Ob die Umwelt uns überleben wird, sei mal dahingestellt, uns persönlich höchstwahrscheinlich. Die Frage ist ja, bietet sie dann noch Lebensbedingungen? Und ich persönlich sehe uns Menschen nicht unbedingt als das Non plus ultra auf dieser Welt, weshalb ich meine, alle anderen Lebensformen sind ebenso schützenswert, es gibt zwar so etwas wie Anpassung, es könnte aber eben auch mal alles kollabieren. Vielleicht sollten wir deshalb doch ein bißchen Schadensminimierung betreiben, wo es denn geht. Für Otto-Normalverbraucher: kein unnützes Zeug kaufen z. B.! Was unnütz ist, darüber mag jeder selbst urteilen..

25. September 2008 20:04  
Anonymous mad_k meinte...

Sorry Leute, ihr solltet mal öfter euren Verstand einschalten, als den aufmerksamkeitsheischenden Sensationsüberschriften der Presse zu glauben. Sehr euch einfach mal an, was für die Entstehung eines Schwarzen Lochs erforderlich ist: sehr sher viel Masse, die auf einen äußerst kleinen Punkt konzentriert ist. Wird das LHC erzeugt? Ich denke nicht!!! Soviel Energie bringen wir gar nicht her, um diese Masse erst mal einzufangen.

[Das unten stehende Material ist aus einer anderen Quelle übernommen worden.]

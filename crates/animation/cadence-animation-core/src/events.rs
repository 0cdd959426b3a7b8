//! Change and lifecycle events.
//!
//! Two families, mirroring the two listener interfaces:
//! - [`DataEvent`]: fired by the store for every observable mutation.
//! - [`LifecycleEvent`]: fired by the scheduler as animations move between
//!   pending, active and finished, plus one `TimeChanged` per advanced tick.

use serde::Serialize;

use crate::ids::{AnimationHandle, InstanceHandle, SplineHandle};
use crate::time::AnimationTime;

#[derive(Clone, Copy, Debug, PartialEq, Eq, Serialize)]
pub enum DataEvent {
    SplineChanged(SplineHandle),
    AnimationTimeRangeChanged(AnimationHandle),
    AnimationPauseChanged(AnimationHandle, bool),
    AnimationPropertiesChanged(AnimationHandle),
    AnimationInstanceChanged(InstanceHandle),
}

#[derive(Clone, Copy, Debug, PartialEq, Eq, Serialize)]
pub enum LifecycleEvent {
    Started {
        animation: AnimationHandle,
        time: AnimationTime,
    },
    /// `time` is the animation's stop time when finished by the time cursor,
    /// or the current time when finished by a range change
    Finished {
        animation: AnimationHandle,
        time: AnimationTime,
    },
    Paused {
        animation: AnimationHandle,
        time: AnimationTime,
    },
    Resumed {
        animation: AnimationHandle,
        time: AnimationTime,
    },
    PropertiesChanged {
        animation: AnimationHandle,
    },
    TimeChanged {
        time: AnimationTime,
    },
}

impl LifecycleEvent {
    /// Animation the event refers to; `None` for `TimeChanged`.
    pub fn animation(&self) -> Option<AnimationHandle> {
        match self {
            LifecycleEvent::Started { animation, .. }
            | LifecycleEvent::Finished { animation, .. }
            | LifecycleEvent::Paused { animation, .. }
            | LifecycleEvent::Resumed { animation, .. }
            | LifecycleEvent::PropertiesChanged { animation } => Some(*animation),
            LifecycleEvent::TimeChanged { .. } => None,
        }
    }
}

Naja, und wer fragt ob wir das alles brauchen, den muss ich fragen: Was von alldem, das in wir seit bestehen der Menschheit so geschaffen haben brauchen wir eigentlich wirklich?
6 Millionen Franken für dieses Experiment? ist doch nicht viel. Wenn ich mir überlege, wieviel Geld unsere hochbezahlten Manager in den letzten Jahren versenkt haben und wieviel leid sie damit bereits in der Bevölkerung geschafft haben und wieviel sie noch erschaffen werden. Und wenn ich mir überlege, wieviel Geld uns das Management nder HypoRealEstate nach seinem Abgang noch kosten wird, ohne dass uns das noch etwas bringt (außer vielleicht, dass sie nicht noch mehr Geld versenken und uns vera...... können), dann ist das LHC-Experiment doch wirklich günstig. Möglicgherweise springt ja auch tatsächlich was effektives für uns raus.